#### Your goal:
Only the lines below starting at the one containing "pub const CAROUSEL_WIDTH: f64" and ending at the one containing "pub mod avatar" belong in the answer, each copied exactly.

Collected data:
+ + +

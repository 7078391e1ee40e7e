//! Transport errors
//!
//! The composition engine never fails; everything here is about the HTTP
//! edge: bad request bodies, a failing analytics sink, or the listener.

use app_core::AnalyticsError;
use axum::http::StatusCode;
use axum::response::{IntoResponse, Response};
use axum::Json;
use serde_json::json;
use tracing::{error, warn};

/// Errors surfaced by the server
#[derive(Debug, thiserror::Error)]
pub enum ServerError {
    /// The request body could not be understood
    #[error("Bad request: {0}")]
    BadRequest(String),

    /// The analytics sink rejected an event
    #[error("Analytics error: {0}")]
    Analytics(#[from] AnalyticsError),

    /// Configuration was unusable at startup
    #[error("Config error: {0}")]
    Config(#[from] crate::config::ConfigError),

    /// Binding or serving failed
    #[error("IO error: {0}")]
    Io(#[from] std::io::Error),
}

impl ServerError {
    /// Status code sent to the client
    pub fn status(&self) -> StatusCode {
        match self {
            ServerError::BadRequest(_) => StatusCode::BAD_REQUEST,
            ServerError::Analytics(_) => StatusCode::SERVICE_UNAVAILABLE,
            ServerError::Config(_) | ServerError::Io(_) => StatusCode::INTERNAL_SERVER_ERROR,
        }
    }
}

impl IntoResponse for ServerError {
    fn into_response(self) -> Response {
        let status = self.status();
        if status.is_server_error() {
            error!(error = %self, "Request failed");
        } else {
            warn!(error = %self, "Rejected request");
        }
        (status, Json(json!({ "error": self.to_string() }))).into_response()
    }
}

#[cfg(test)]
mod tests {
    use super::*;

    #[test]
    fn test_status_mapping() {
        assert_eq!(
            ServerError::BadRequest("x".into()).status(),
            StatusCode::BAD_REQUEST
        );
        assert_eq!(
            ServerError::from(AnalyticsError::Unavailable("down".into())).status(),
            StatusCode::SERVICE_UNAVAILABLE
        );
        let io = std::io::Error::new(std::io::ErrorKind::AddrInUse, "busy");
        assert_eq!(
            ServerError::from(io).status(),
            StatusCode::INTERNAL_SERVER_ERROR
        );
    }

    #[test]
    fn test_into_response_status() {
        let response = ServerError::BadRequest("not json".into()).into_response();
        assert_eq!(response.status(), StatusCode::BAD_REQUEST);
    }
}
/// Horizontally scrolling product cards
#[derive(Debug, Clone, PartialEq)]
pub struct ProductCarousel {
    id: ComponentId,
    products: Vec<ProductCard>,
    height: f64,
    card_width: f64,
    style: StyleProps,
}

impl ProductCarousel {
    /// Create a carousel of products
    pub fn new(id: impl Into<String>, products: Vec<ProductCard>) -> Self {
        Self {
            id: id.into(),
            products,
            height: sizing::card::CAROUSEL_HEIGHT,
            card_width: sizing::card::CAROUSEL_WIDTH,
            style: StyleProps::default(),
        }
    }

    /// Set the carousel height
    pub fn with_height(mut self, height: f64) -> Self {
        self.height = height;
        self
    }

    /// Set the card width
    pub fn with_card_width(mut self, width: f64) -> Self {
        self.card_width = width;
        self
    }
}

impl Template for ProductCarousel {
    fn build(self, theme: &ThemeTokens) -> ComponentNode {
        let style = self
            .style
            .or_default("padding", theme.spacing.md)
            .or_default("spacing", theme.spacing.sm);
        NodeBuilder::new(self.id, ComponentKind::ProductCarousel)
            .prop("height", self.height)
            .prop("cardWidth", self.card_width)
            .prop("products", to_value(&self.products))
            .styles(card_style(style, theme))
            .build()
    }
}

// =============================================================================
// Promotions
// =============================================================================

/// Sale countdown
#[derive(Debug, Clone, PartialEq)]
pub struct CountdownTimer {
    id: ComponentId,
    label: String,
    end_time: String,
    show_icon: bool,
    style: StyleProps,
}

+ + +

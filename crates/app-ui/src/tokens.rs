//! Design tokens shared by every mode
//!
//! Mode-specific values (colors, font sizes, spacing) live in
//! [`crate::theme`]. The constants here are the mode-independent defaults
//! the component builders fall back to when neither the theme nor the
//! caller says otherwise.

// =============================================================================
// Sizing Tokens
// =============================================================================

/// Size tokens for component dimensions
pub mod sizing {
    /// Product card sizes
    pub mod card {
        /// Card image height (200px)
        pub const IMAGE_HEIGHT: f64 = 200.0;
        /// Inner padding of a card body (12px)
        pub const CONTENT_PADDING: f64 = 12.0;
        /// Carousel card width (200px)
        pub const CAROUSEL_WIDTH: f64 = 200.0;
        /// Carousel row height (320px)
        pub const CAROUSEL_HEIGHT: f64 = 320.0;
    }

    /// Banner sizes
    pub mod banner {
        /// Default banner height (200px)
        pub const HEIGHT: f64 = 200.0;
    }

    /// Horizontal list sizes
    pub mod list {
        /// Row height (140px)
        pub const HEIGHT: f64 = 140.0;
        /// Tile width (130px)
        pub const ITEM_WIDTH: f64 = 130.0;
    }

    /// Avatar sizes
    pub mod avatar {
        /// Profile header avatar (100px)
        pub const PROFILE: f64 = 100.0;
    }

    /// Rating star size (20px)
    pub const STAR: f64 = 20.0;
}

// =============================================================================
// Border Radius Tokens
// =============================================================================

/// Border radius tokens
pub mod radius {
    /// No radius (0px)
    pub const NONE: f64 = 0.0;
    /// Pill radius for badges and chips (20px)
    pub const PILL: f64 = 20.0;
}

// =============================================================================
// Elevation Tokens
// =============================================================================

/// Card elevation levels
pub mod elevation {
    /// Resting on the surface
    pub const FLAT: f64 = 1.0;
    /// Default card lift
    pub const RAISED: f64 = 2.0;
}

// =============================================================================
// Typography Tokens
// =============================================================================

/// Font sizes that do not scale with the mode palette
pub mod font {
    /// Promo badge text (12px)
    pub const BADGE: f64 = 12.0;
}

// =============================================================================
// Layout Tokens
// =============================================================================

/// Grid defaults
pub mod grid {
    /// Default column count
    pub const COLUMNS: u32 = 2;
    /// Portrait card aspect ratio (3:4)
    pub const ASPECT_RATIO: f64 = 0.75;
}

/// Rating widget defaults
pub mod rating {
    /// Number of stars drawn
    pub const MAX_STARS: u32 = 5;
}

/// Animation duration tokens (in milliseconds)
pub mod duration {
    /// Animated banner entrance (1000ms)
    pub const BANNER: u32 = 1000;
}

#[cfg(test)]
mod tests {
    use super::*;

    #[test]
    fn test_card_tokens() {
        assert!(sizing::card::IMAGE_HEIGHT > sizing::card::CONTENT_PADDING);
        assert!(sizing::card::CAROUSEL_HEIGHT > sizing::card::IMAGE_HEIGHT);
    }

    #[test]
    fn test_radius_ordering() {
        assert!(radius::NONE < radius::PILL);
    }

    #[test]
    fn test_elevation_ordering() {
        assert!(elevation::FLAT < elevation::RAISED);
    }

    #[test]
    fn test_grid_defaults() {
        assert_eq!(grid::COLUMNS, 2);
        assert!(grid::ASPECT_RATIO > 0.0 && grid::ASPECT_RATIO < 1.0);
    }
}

+ + +

#### Output below:
        pub const CAROUSEL_WIDTH: f64 = 200.0;
        /// Carousel row height (320px)
        pub const CAROUSEL_HEIGHT: f64 = 320.0;
    }

    /// Banner sizes
    pub mod banner {
        /// Default banner height (200px)
        pub const HEIGHT: f64 = 200.0;
    }

    /// Horizontal list sizes
    pub mod list {
        /// Row height (140px)
        pub const HEIGHT: f64 = 140.0;
        /// Tile width (130px)
        pub const ITEM_WIDTH: f64 = 130.0;
    }

    /// Avatar sizes
    pub mod avatar {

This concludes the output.